Following methods are also used for this purpose.

(i) Chromosome Walking:

  • It is a technique where different sequential clones from a genomic library are identified by successive hybridization and restriction maps are prepared separately. 
  • As a result the whole chromosomal regions are characterized and restric­tion map of entire chromosome can be prepared following the technique of chromosome walking.

(ii) Chromosome Jumping:

  • Chromosome jumping approach to construct the physi­cal map is utilized in order to bring the molecular marker close to the gene of interest. 
  • This technique will minimize the size of the DNA segments carrying the gene to be cloned in comparison to the used linked molecular marker.

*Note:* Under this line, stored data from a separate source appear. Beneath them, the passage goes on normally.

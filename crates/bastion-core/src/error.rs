//! Error types shared by the storage and service layers.

use thiserror::Error;

#[derive(Debug, Error)]
pub enum CoreError {
    #[error("Entity not found: {entity} with id {id}")]
    NotFound { entity: String, id: String },

    #[error("Entity already exists: {entity}")]
    AlreadyExists { entity: String },

    #[error("Validation error: {message}")]
    Validation { message: String },

    #[error("Database error: {0}")]
    Database(String),

    #[error("Cryptography error: {0}")]
    Crypto(String),

    #[error("Internal error: {0}")]
    Internal(String),
}

impl CoreError {
    pub fn not_found(entity: &str, id: impl ToString) -> Self {
        Self::NotFound {
            entity: entity.to_string(),
            id: id.to_string(),
        }
    }

    pub fn is_not_found(&self) -> bool {
        matches!(self, Self::NotFound { .. })
    }
}

pub type CoreResult<T> = Result<T, CoreError>;
//! SurrealDB implementation of [`SessionRepository`].

use bastion_core::error::CoreResult;
use bastion_core::models::session::{CreateSession, Session};
use bastion_core::repository::SessionRepository;
use chrono::{DateTime, Utc};
use surrealdb::{Connection, Surreal};
use surrealdb_types::SurrealValue;
use uuid::Uuid;

use crate::error::{DbError, parse_uuid, retry_on_conflict};

#[derive(Debug, SurrealValue)]
struct SessionRow {
    user_id: String,
    token_hash: String,
    ip_address: Option<String>,
    user_agent: Option<String>,
    created_at: DateTime<Utc>,
    last_activity_at: DateTime<Utc>,
    expires_at: DateTime<Utc>,
}

#[derive(Debug, SurrealValue)]
struct SessionRowWithId {
    record_id: String,
    user_id: String,
    token_hash: String,
    ip_address: Option<String>,
    user_agent: Option<String>,
    created_at: DateTime<Utc>,
    last_activity_at: DateTime<Utc>,
    expires_at: DateTime<Utc>,
}

fn row_to_session(row: SessionRow, id: Uuid) -> Result<Session, DbError> {
    Ok(Session {
        id,
        user_id: parse_uuid("user", &row.user_id)?,
        token_hash: row.token_hash,
        ip_address: row.ip_address,
        user_agent: row.user_agent,
        created_at: row.created_at,
        last_activity_at: row.last_activity_at,
        expires_at: row.expires_at,
    })
}

impl SessionRowWithId {
    fn try_into_session(self) -> Result<Session, DbError> {
        Ok(Session {
            id: parse_uuid("session", &self.record_id)?,
            user_id: parse_uuid("user", &self.user_id)?,
            token_hash: self.token_hash,
            ip_address: self.ip_address,
            user_agent: self.user_agent,
            created_at: self.created_at,
            last_activity_at: self.last_activity_at,
            expires_at: self.expires_at,
        })
    }
}

/// SurrealDB implementation of the Session repository.
#[derive(Clone)]
pub struct SurrealSessionRepository<C: Connection> {
    db: Surreal<C>,
}

impl<C: Connection> SurrealSessionRepository<C> {
    pub fn new(db: Surreal<C>) -> Self {
        Self { db }
    }
}

impl<C: Connection> SessionRepository for SurrealSessionRepository<C> {
    async fn create(&self, input: CreateSession) -> CoreResult<Session> {
        let id = Uuid::new_v4();
        let id_str = id.to_string();

        let result = self
            .db
            .query(
                "CREATE type::record('session', $id) SET \
                 user_id = $user_id, \
                 token_hash = $token_hash, \
                 ip_address = $ip_address, \
                 user_agent = $user_agent, \
                 expires_at = $expires_at",
            )
            .bind(("id", id_str.clone()))
            .bind(("user_id", input.user_id.to_string()))
            .bind(("token_hash", input.token_hash))
            .bind(("ip_address", input.ip_address))
            .bind(("user_agent", input.user_agent))
            .bind(("expires_at", input.expires_at))
            .await
            .map_err(DbError::from)?;

        let mut result = result.check().map_err(|e| DbError::Query(e.to_string()))?;

        let rows: Vec<SessionRow> = result.take(0).map_err(DbError::from)?;
        let row = rows.into_iter().next().ok_or_else(|| DbError::NotFound {
            entity: "session".into(),
            id: id_str,
        })?;

        row_to_session(row, id).map_err(Into::into)
    }

    async fn get_by_id(&self, id: Uuid) -> CoreResult<Session> {
        let id_str = id.to_string();

        let mut result = self
            .db
            .query("SELECT * FROM type::record('session', $id)")
            .bind(("id", id_str.clone()))
            .await
            .map_err(DbError::from)?;

        let rows: Vec<SessionRow> = result.take(0).map_err(DbError::from)?;
        let row = rows.into_iter().next().ok_or_else(|| DbError::NotFound {
            entity: "session".into(),
            id: id_str,
        })?;

        row_to_session(row, id).map_err(Into::into)
    }

    async fn get_by_token_hash(&self, token_hash: &str) -> CoreResult<Session> {
        let mut result = self
            .db
            .query(
                "SELECT meta::id(id) AS record_id, * FROM session \
                 WHERE token_hash = $token_hash LIMIT 1",
            )
            .bind(("token_hash", token_hash.to_string()))
            .await
            .map_err(DbError::from)?;

        let rows: Vec<SessionRowWithId> = result.take(0).map_err(DbError::from)?;
        let row = rows.into_iter().next().ok_or_else(|| DbError::NotFound {
            entity: "session".into(),
            id: "token_hash".into(),
        })?;

        row.try_into_session().map_err(Into::into)
    }

    async fn list_active(&self, user_id: Uuid, now: DateTime<Utc>) -> CoreResult<Vec<Session>> {
        let mut result = self
            .db
            .query(
                "SELECT meta::id(id) AS record_id, * FROM session \
                 WHERE user_id = $user_id AND expires_at > $now \
                 ORDER BY last_activity_at DESC",
            )
            .bind(("user_id", user_id.to_string()))
            .bind(("now", now))
            .await
            .map_err(DbError::from)?;

        let rows: Vec<SessionRowWithId> = result.take(0).map_err(DbError::from)?;
        rows.into_iter()
            .map(|row| row.try_into_session().map_err(Into::into))
            .collect()
    }

    async fn touch(&self, id: Uuid) -> CoreResult<bool> {
        let result = self
            .db
            .query(
                "UPDATE type::record('session', $id) SET \
                 last_activity_at = time::now() \
                 WHERE expires_at > time::now()",
            )
            .bind(("id", id.to_string()))
            .await
            .map_err(DbError::from)?;

        let mut result = result.check().map_err(|e| DbError::Query(e.to_string()))?;

        let rows: Vec<SessionRow> = result.take(0).map_err(DbError::from)?;
        Ok(!rows.is_empty())
    }

    async fn delete(&self, id: Uuid) -> CoreResult<bool> {
        let result = self
            .db
            .query(
                "DELETE type::record('session', $id) RETURN BEFORE",
            )
            .bind(("id", id.to_string()))
            .await
            .map_err(DbError::from)?;

        let mut result = result.check().map_err(|e| DbError::Query(e.to_string()))?;

        let rows: Vec<SessionRow> = result.take(0).map_err(DbError::from)?;
        Ok(!rows.is_empty())
    }

    async fn delete_for_user(&self, user_id: Uuid) -> CoreResult<u64> {
        let result = self
            .db
            .query(
                "DELETE session WHERE user_id = $user_id RETURN BEFORE",
            )
            .bind(("user_id", user_id.to_string()))
            .await
            .map_err(DbError::from)?;

        let mut result = result.check().map_err(|e| DbError::Query(e.to_string()))?;

        let rows: Vec<SessionRow> = result.take(0).map_err(DbError::from)?;
        Ok(rows.len() as u64)
    }

    async fn delete_for_user_except(&self, user_id: Uuid, keep: Uuid) -> CoreResult<u64> {
        let result = self
            .db
            .query(
                "DELETE session WHERE user_id = $user_id \
                 AND id != type::record('session', $keep) RETURN BEFORE",
            )
            .bind(("user_id", user_id.to_string()))
            .bind(("keep", keep.to_string()))
            .await
            .map_err(DbError::from)?;

        let mut result = result.check().map_err(|e| DbError::Query(e.to_string()))?;

        let rows: Vec<SessionRow> = result.take(0).map_err(DbError::from)?;
        Ok(rows.len() as u64)
    }

    async fn delete_expired(&self, now: DateTime<Utc>) -> CoreResult<u64> {
        let rows: Vec<SessionRow> = retry_on_conflict(|| async {
            let result = self
                .db
                .query("DELETE session WHERE expires_at <= $now RETURN BEFORE")
                .bind(("now", now))
                .await?;
            let mut result = result.check().map_err(|e| DbError::Query(e.to_string()))?;
            Ok(result.take(0)?)
        })
        .await?;
        Ok(rows.len() as u64)
    }
}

(iii) Radiation Hybrid Mapping:

  • The radiation hybrids are somatic cell hybrids in which an irradiated fragment of human DNA is randomly integrated into the rodent chromosomes. 
  • After screening a panel of hybrid clones with a human marker allows the marker to be mapped.

(iv) QTL Mapping:

  • A QTL (Quantitative trait loci) may be defined as a region of the genome that is associated with an important quantitative agronomic trait. 
  • The QTL map­ping is an advanced method using RFLP maps.
  • It exploits the complete linkage maps by interval mapping of ‘QTL’ and identifies the crosses for QTL mapping. 
  • The effect of each genome segment located between a pair of marker loci (but not QTL associated with a single RFLP) is assessed by interval mapping.